Your task >> Go through the data and say how many lines include the string "ModelKind"; return only the figure.
Data for review: Begin
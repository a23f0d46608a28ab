// crates/sgs_config/src/les_properties.rs

//! LesProperties - LES 模型属性字典
//!
//! ```json
//! {
//!   "model": "dynamicCubicRoot",
//!   "delta": { "type": "cubeRootVol", "deltaCoeff": 1.0 },
//!   "qrCoeffs": { "ck": 0.094, "ce": 1.048 },
//!   "dynamicCoeffs": { "filter": { "type": "simple" }, "initialCD": 0.0 },
//!   "transport": { "nu": 1.5e-5 }
//! }
//! ```

use serde::{Deserialize, Serialize};
use std::fmt;
use std::path::Path;
use std::str::FromStr;

use crate::error::ConfigError;

/// QR 模型常数 ck 的默认值
pub const DEFAULT_CK: f64 = 0.094;

/// 耗散常数 ce 的默认值
pub const DEFAULT_CE: f64 = 1.048;

/// LES 模型属性
#[derive(Debug, Clone, PartialEq, Serialize, Deserialize)]
#[serde(rename_all = "camelCase", deny_unknown_fields)]
pub struct LesProperties {
    /// 亚格子模型
    #[serde(default)]
    pub model: ModelKind,

    /// 滤波尺度
    #[serde(default)]
    pub delta: DeltaConfig,

    /// QR 模型系数
    #[serde(default)]
    pub qr_coeffs: QrCoeffs,

    /// 动态模型系数
    #[serde(default)]
    pub dynamic_coeffs: DynamicCoeffs,

    /// 输运属性
    #[serde(default)]
    pub transport: TransportConfig,

    /// 构造时输出模型系数
    #[serde(default)]
    pub print_coeffs: bool,
}

impl Default for LesProperties {
    fn default() -> Self {
        Self {
            model: ModelKind::default(),
            delta: DeltaConfig::default(),
            qr_coeffs: QrCoeffs::default(),
            dynamic_coeffs: DynamicCoeffs::default(),
            transport: TransportConfig::default(),
            print_coeffs: false,
        }
    }
}

/// 亚格子模型类型
#[derive(Debug, Clone, Copy, PartialEq, Eq, Serialize, Deserialize, Default)]
pub enum ModelKind {
    /// 等容 QR 代数模型（固定系数）
    #[serde(rename = "qr")]
    Qr,
    /// 动态立方根模型（Germano-Lilly 动态系数）
    #[default]
    #[serde(rename = "dynamicCubicRoot")]
    DynamicCubicRoot,
}

impl ModelKind {
    /// 配置中使用的名称
    pub fn name(&self) -> &'static str {
        match self {
            Self::Qr => "qr",
            Self::DynamicCubicRoot => "dynamicCubicRoot",
        }
    }
}

impl fmt::Display for ModelKind {
    fn fmt(&self, f: &mut fmt::Formatter<'_>) -> fmt::Result {
        f.write_str(self.name())
    }
}

impl FromStr for ModelKind {
    type Err = ConfigError;

    fn from_str(s: &str) -> Result<Self, Self::Err> {
        match s {
            "qr" | "QR" => Ok(Self::Qr),
            "dynamicCubicRoot" | "dynamic-cubic-root" | "dynamic" => Ok(Self::DynamicCubicRoot),
            other => Err(ConfigError::invalid("model", other, "未知的亚格子模型")),
        }
    }
}

/// 滤波尺度配置
#[derive(Debug, Clone, Copy, PartialEq, Serialize, Deserialize)]
#[serde(tag = "type", rename_all = "camelCase", deny_unknown_fields)]
pub enum DeltaConfig {
    /// δ = deltaCoeff · V^(1/3)
    CubeRootVol {
        /// 比例系数
        #[serde(rename = "deltaCoeff", default = "default_delta_coeff")]
        delta_coeff: f64,
    },
    /// 全场统一的 δ
    Uniform {
        /// δ [m]
        value: f64,
    },
}

fn default_delta_coeff() -> f64 {
    1.0
}

impl Default for DeltaConfig {
    fn default() -> Self {
        Self::CubeRootVol {
            delta_coeff: default_delta_coeff(),
        }
    }
}

/// QR 模型系数
#[derive(Debug, Clone, Copy, PartialEq, Serialize, Deserialize)]
#[serde(rename_all = "camelCase", deny_unknown_fields)]
pub struct QrCoeffs {
    /// 模型常数 ck（缺省时保留原值，首次构造取 [`DEFAULT_CK`]）
    #[serde(default, skip_serializing_if = "Option::is_none")]
    pub ck: Option<f64>,

    /// 耗散常数 ce
    #[serde(default = "default_ce")]
    pub ce: f64,
}

fn default_ce() -> f64 {
    DEFAULT_CE
}

impl Default for QrCoeffs {
    fn default() -> Self {
        Self {
            ck: None,
            ce: default_ce(),
        }
    }
}

impl QrCoeffs {
    /// ck，缺省时取默认值
    pub fn ck_or_default(&self) -> f64 {
        self.ck.unwrap_or(DEFAULT_CK)
    }
}

/// 测试滤波器配置
#[derive(Debug, Clone, Copy, PartialEq, Eq, Serialize, Deserialize, Default)]
#[serde(tag = "type", rename_all = "camelCase", deny_unknown_fields)]
pub enum FilterConfig {
    /// 面插值-面积加权平均
    #[default]
    Simple,
    /// 单元及其面邻居的体积加权平均
    Box,
}

impl FilterConfig {
    /// 配置中使用的名称
    pub fn name(&self) -> &'static str {
        match self {
            Self::Simple => "simple",
            Self::Box => "box",
        }
    }
}

/// 动态模型系数
#[derive(Debug, Clone, Copy, PartialEq, Serialize, Deserialize)]
#[serde(deny_unknown_fields)]
pub struct DynamicCoeffs {
    /// 测试滤波器
    #[serde(default)]
    pub filter: FilterConfig,

    /// 耗散常数 ce（用于 ε = ce·k^1.5/δ）
    #[serde(default = "default_ce")]
    pub ce: f64,

    /// cD 的初始值（分母病态时保留的值）
    #[serde(rename = "initialCD", default)]
    pub initial_cd: f64,

    /// cI 的初始值
    #[serde(rename = "initialCI", default)]
    pub initial_ci: f64,

    /// 动态比值分母判零阈值
    #[serde(rename = "denominatorTolerance", default = "default_denominator_tolerance")]
    pub denominator_tolerance: f64,
}

fn default_denominator_tolerance() -> f64 {
    1e-30
}

impl Default for DynamicCoeffs {
    fn default() -> Self {
        Self {
            filter: FilterConfig::default(),
            ce: default_ce(),
            initial_cd: 0.0,
            initial_ci: 0.0,
            denominator_tolerance: default_denominator_tolerance(),
        }
    }
}

/// 输运属性
#[derive(Debug, Clone, Copy, PartialEq, Serialize, Deserialize)]
#[serde(deny_unknown_fields)]
pub struct TransportConfig {
    /// 分子运动粘性 [m²/s]
    #[serde(default = "default_nu")]
    pub nu: f64,
}

fn default_nu() -> f64 {
    1.5e-5
}

impl Default for TransportConfig {
    fn default() -> Self {
        Self { nu: default_nu() }
    }
}

impl LesProperties {
    /// 从文件加载配置
    pub fn from_file<P: AsRef<Path>>(path: P) -> Result<Self, ConfigError> {
        let content = std::fs::read_to_string(path.as_ref()).map_err(ConfigError::Io)?;
        Self::from_json_str(&content)
    }

    /// 从 JSON 字符串解析并校验
    pub fn from_json_str(content: &str) -> Result<Self, ConfigError> {
        let props: LesProperties =
            serde_json::from_str(content).map_err(|e| ConfigError::Parse(e.to_string()))?;
        props.validate()?;
        Ok(props)
    }

    /// 序列化为格式化 JSON
    pub fn to_json_string(&self) -> Result<String, ConfigError> {
        serde_json::to_string_pretty(self).map_err(|e| ConfigError::Parse(e.to_string()))
    }

    /// 按模型类型创建默认配置
    pub fn for_model(model: ModelKind) -> Self {
        Self {
            model,
            ..Default::default()
        }
    }

    /// 验证配置有效性
    pub fn validate(&self) -> Result<(), ConfigError> {
        match self.delta {
            DeltaConfig::CubeRootVol { delta_coeff } => {
                require_positive("delta.deltaCoeff", delta_coeff)?;
            }
            DeltaConfig::Uniform { value } => {
                require_positive("delta.value", value)?;
            }
        }

        if let Some(ck) = self.qr_coeffs.ck {
            require_positive("qrCoeffs.ck", ck)?;
        }
        require_positive("qrCoeffs.ce", self.qr_coeffs.ce)?;

        let dynamic = &self.dynamic_coeffs;
        require_positive("dynamicCoeffs.ce", dynamic.ce)?;
        require_finite("dynamicCoeffs.initialCD", dynamic.initial_cd)?;
        require_finite("dynamicCoeffs.initialCI", dynamic.initial_ci)?;
        require_non_negative(
            "dynamicCoeffs.denominatorTolerance",
            dynamic.denominator_tolerance,
        )?;

        require_non_negative("transport.nu", self.transport.nu)?;

        Ok(())
    }
}

fn require_finite(key: &str, value: f64) -> Result<(), ConfigError> {
    if value.is_finite() {
        Ok(())
    } else {
        Err(ConfigError::invalid(key, value, "必须为有限数"))
    }
}

fn require_positive(key: &str, value: f64) -> Result<(), ConfigError> {
    require_finite(key, value)?;
    if value > 0.0 {
        Ok(())
    } else {
        Err(ConfigError::invalid(key, value, "必须为正"))
    }
}

fn require_non_negative(key: &str, value: f64) -> Result<(), ConfigError> {
    require_finite(key, value)?;
    if value >= 0.0 {
        Ok(())
    } else {
        Err(ConfigError::invalid(key, value, "不能为负"))
    }
}
// apps/sgs_cli/src/commands/run.rs

//! 运行闭合命令
//!
//! 在 `[0, 2π]³` 周期盒上构造 Taylor-Green 涡速度场，逐步平移相位并
//! 调用 `correct`，输出 k、νsgs、νeff 的统计量。

use anyhow::{Context, Result};
use clap::Args;
use glam::DVec3;
use sgs_config::{LesProperties, ModelKind};
use sgs_foundation::Dimensions;
use sgs_mesh::{BoxMeshBuilder, FvMesh};
use sgs_physics::fields::FieldLocation;
use sgs_physics::{IncompressibleFlow, LesEddyViscosity, ScalarField, VectorField};
use std::f64::consts::TAU;
use std::path::PathBuf;
use std::sync::Arc;
use std::time::Instant;
use tracing::{info, warn};

/// 运行参数
#[derive(Args)]
pub struct RunArgs {
    /// 配置文件路径（缺省时使用默认配置）
    #[arg(short, long)]
    pub config: Option<PathBuf>,

    /// 覆盖配置中的模型 (qr, dynamic-cubic-root)
    #[arg(short, long)]
    pub model: Option<ModelKind>,

    /// 每个方向的单元数
    #[arg(long, default_value = "16")]
    pub cells: usize,

    /// 修正步数
    #[arg(short, long, default_value = "5")]
    pub steps: usize,

    /// 每步相位平移 [rad]
    #[arg(long, default_value = "0.1")]
    pub phase_step: f64,

    /// 速度幅值 [m/s]
    #[arg(long, default_value = "1.0")]
    pub amplitude: f64,
}

/// 执行运行命令
pub fn execute(args: RunArgs) -> Result<()> {
    info!("=== SgsLab 闭合运行 ===");

    let mut props = match &args.config {
        Some(path) => LesProperties::from_file(path)
            .with_context(|| format!("无法加载配置: {}", path.display()))?,
        None => LesProperties::default(),
    };
    if let Some(model) = args.model {
        props.model = model;
    }

    let mesh = Arc::new(
        BoxMeshBuilder::new(args.cells, args.cells, args.cells)
            .with_lengths(TAU, TAU, TAU)
            .periodic_all()
            .build()
            .context("构建网格失败")?,
    );
    info!("网格: {} 单元, {} 面", mesh.n_cells(), mesh.n_faces());

    let flow = IncompressibleFlow::new(props.transport.nu);
    let mut les = LesEddyViscosity::new(mesh.clone(), &props, flow).context("构建闭合失败")?;
    info!("模型: {}, ν = {:e} m²/s", les.name(), props.transport.nu);

    let start = Instant::now();
    for step in 0..args.steps {
        let phase = step as f64 * args.phase_step;
        let u = taylor_green(&mesh, args.amplitude, phase);

        les.correct(&u);
        let report = les.last_report();

        let k = les.k(&u);
        info!(
            "step {}: k {} | νsgs {} | νeff {}",
            step,
            summary(&k),
            summary(les.nu_sgs()),
            summary(les.nu_eff())
        );
        if let Some(dynamic) = les.model().as_dynamic() {
            info!(
                "  cD {} | cI {} | 回退 cD={} cI={}",
                summary(dynamic.cd()),
                summary(dynamic.ci()),
                report.cd_fallback,
                report.ci_fallback
            );
        }
        if report.clipped > 0 {
            warn!("  裁剪 {} 个单元", report.clipped);
        }
    }

    info!("=== 运行完成 ===");
    info!("计算时间: {:.3} s", start.elapsed().as_secs_f64());

    Ok(())
}

/// Taylor-Green 涡，沿 x 平移 `phase`
fn taylor_green(mesh: &FvMesh, amplitude: f64, phase: f64) -> VectorField {
    VectorField::from_fn(
        "U",
        Dimensions::VELOCITY,
        FieldLocation::Cell,
        mesh.n_cells(),
        |cell| {
            let c = mesh.cell_centre(cell);
            let x = c.x + phase;
            DVec3::new(
                x.sin() * c.y.cos() * c.z.cos(),
                -x.cos() * c.y.sin() * c.z.cos(),
                0.0,
            ) * amplitude
        },
    )
}

fn summary(field: &ScalarField) -> String {
    format!(
        "[{:.3e}, {:.3e}, {:.3e}]",
        field.min(),
        field.mean(),
        field.max()
    )
}
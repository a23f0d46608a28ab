// crates/sgs_physics/src/filters/mod.rs

//! LES 测试滤波器
//!
//! 动态模型在比网格更宽的尺度上重新滤波已解析场。滤波器在模型构造时
//! 按配置选定，之后不再替换。
//!
//! 所有滤波器都精确保持均匀场，且不改变场的量纲。

mod box_filter;
mod simple;

pub use box_filter::BoxFilter;
pub use simple::SimpleFilter;

use sgs_config::FilterConfig;
use sgs_mesh::FvMesh;

use crate::fields::{Field, FieldValue};

/// 空间滤波器接口
pub trait SpatialFilter: Send + Sync {
    /// 滤波器名称
    fn name(&self) -> &'static str;

    /// 对单元场滤波，返回同量纲的单元场
    fn apply<T: FieldValue>(&self, mesh: &FvMesh, field: &Field<T>) -> Field<T>;
}

/// 按配置选择的测试滤波器
#[derive(Debug, Clone, Copy, PartialEq, Eq)]
pub enum LesFilter {
    /// 面插值-面积加权平均
    Simple(SimpleFilter),
    /// 单元及其面邻居的体积加权平均
    Box(BoxFilter),
}

impl LesFilter {
    /// 从配置创建
    pub fn from_config(config: &FilterConfig) -> Self {
        match config {
            FilterConfig::Simple => Self::Simple(SimpleFilter),
            FilterConfig::Box => Self::Box(BoxFilter),
        }
    }

    /// 对应的配置
    pub fn config(&self) -> FilterConfig {
        match self {
            Self::Simple(_) => FilterConfig::Simple,
            Self::Box(_) => FilterConfig::Box,
        }
    }
}

impl Default for LesFilter {
    fn default() -> Self {
        Self::from_config(&FilterConfig::default())
    }
}

impl SpatialFilter for LesFilter {
    fn name(&self) -> &'static str {
        match self {
            Self::Simple(f) => f.name(),
            Self::Box(f) => f.name(),
        }
    }

    fn apply<T: FieldValue>(&self, mesh: &FvMesh, field: &Field<T>) -> Field<T> {
        match self {
            Self::Simple(f) => f.apply(mesh, field),
            Self::Box(f) => f.apply(mesh, field),
        }
    }
}

#[cfg(test)]
mod tests {
    use super::*;
    use crate::fields::{FieldLocation, ScalarField, SymmTensor, SymmTensorField, VectorField};
    use glam::DVec3;
    use sgs_foundation::Dimensions;
    use sgs_mesh::BoxMeshBuilder;

    fn filters() -> [LesFilter; 2] {
        [
            LesFilter::from_config(&FilterConfig::Simple),
            LesFilter::from_config(&FilterConfig::Box),
        ]
    }

    #[test]
    fn test_from_config_roundtrip() {
        for config in [FilterConfig::Simple, FilterConfig::Box] {
            let filter = LesFilter::from_config(&config);
            assert_eq!(filter.config(), config);
            assert_eq!(filter.name(), config.name());
        }
        assert_eq!(LesFilter::default().name(), "simple");
    }

    #[test]
    fn test_uniform_fields_pass_unchanged() {
        let mesh = BoxMeshBuilder::new(4, 3, 5)
            .with_lengths(1.3, 0.2, 2.9)
            .with_periodic([true, false, true])
            .build()
            .unwrap();
        let n = mesh.n_cells();
        let s = ScalarField::uniform("k", Dimensions::SPECIFIC_ENERGY, n, 0.37);
        let v = VectorField::uniform("U", Dimensions::VELOCITY, n, DVec3::new(1.1, -0.3, 9.5));
        let t = SymmTensorField::uniform(
            "D",
            Dimensions::RATE,
            n,
            SymmTensor::new(0.1, 0.2, 0.3, 0.4, 0.5, 0.6),
        );
        for filter in filters() {
            assert_eq!(filter.apply(&mesh, &s).values(), s.values());
            assert_eq!(filter.apply(&mesh, &v).values(), v.values());
            assert_eq!(filter.apply(&mesh, &t).values(), t.values());
            assert_eq!(filter.apply(&mesh, &t).dimensions(), Dimensions::RATE);
        }
    }

    #[test]
    fn test_filter_smooths_checkerboard() {
        let mesh = BoxMeshBuilder::new(4, 4, 4).periodic_all().build().unwrap();
        let phi = ScalarField::from_fn(
            "phi",
            Dimensions::DIMLESS,
            FieldLocation::Cell,
            mesh.n_cells(),
            |cell| {
                let (i, j, k) = (cell % 4, (cell / 4) % 4, cell / 16);
                if (i + j + k) % 2 == 0 {
                    1.0
                } else {
                    -1.0
                }
            },
        );
        for filter in filters() {
            let filtered = filter.apply(&mesh, &phi);
            let amplitude = filtered.max() - filtered.min();
            assert!(amplitude < 2.0, "{}: {}", filter.name(), amplitude);
            // 周期网格上滤波保持均值
            assert!(filtered.mean().abs() < 1e-14);
        }
    }
}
Data for review: End
Expected answer >> 9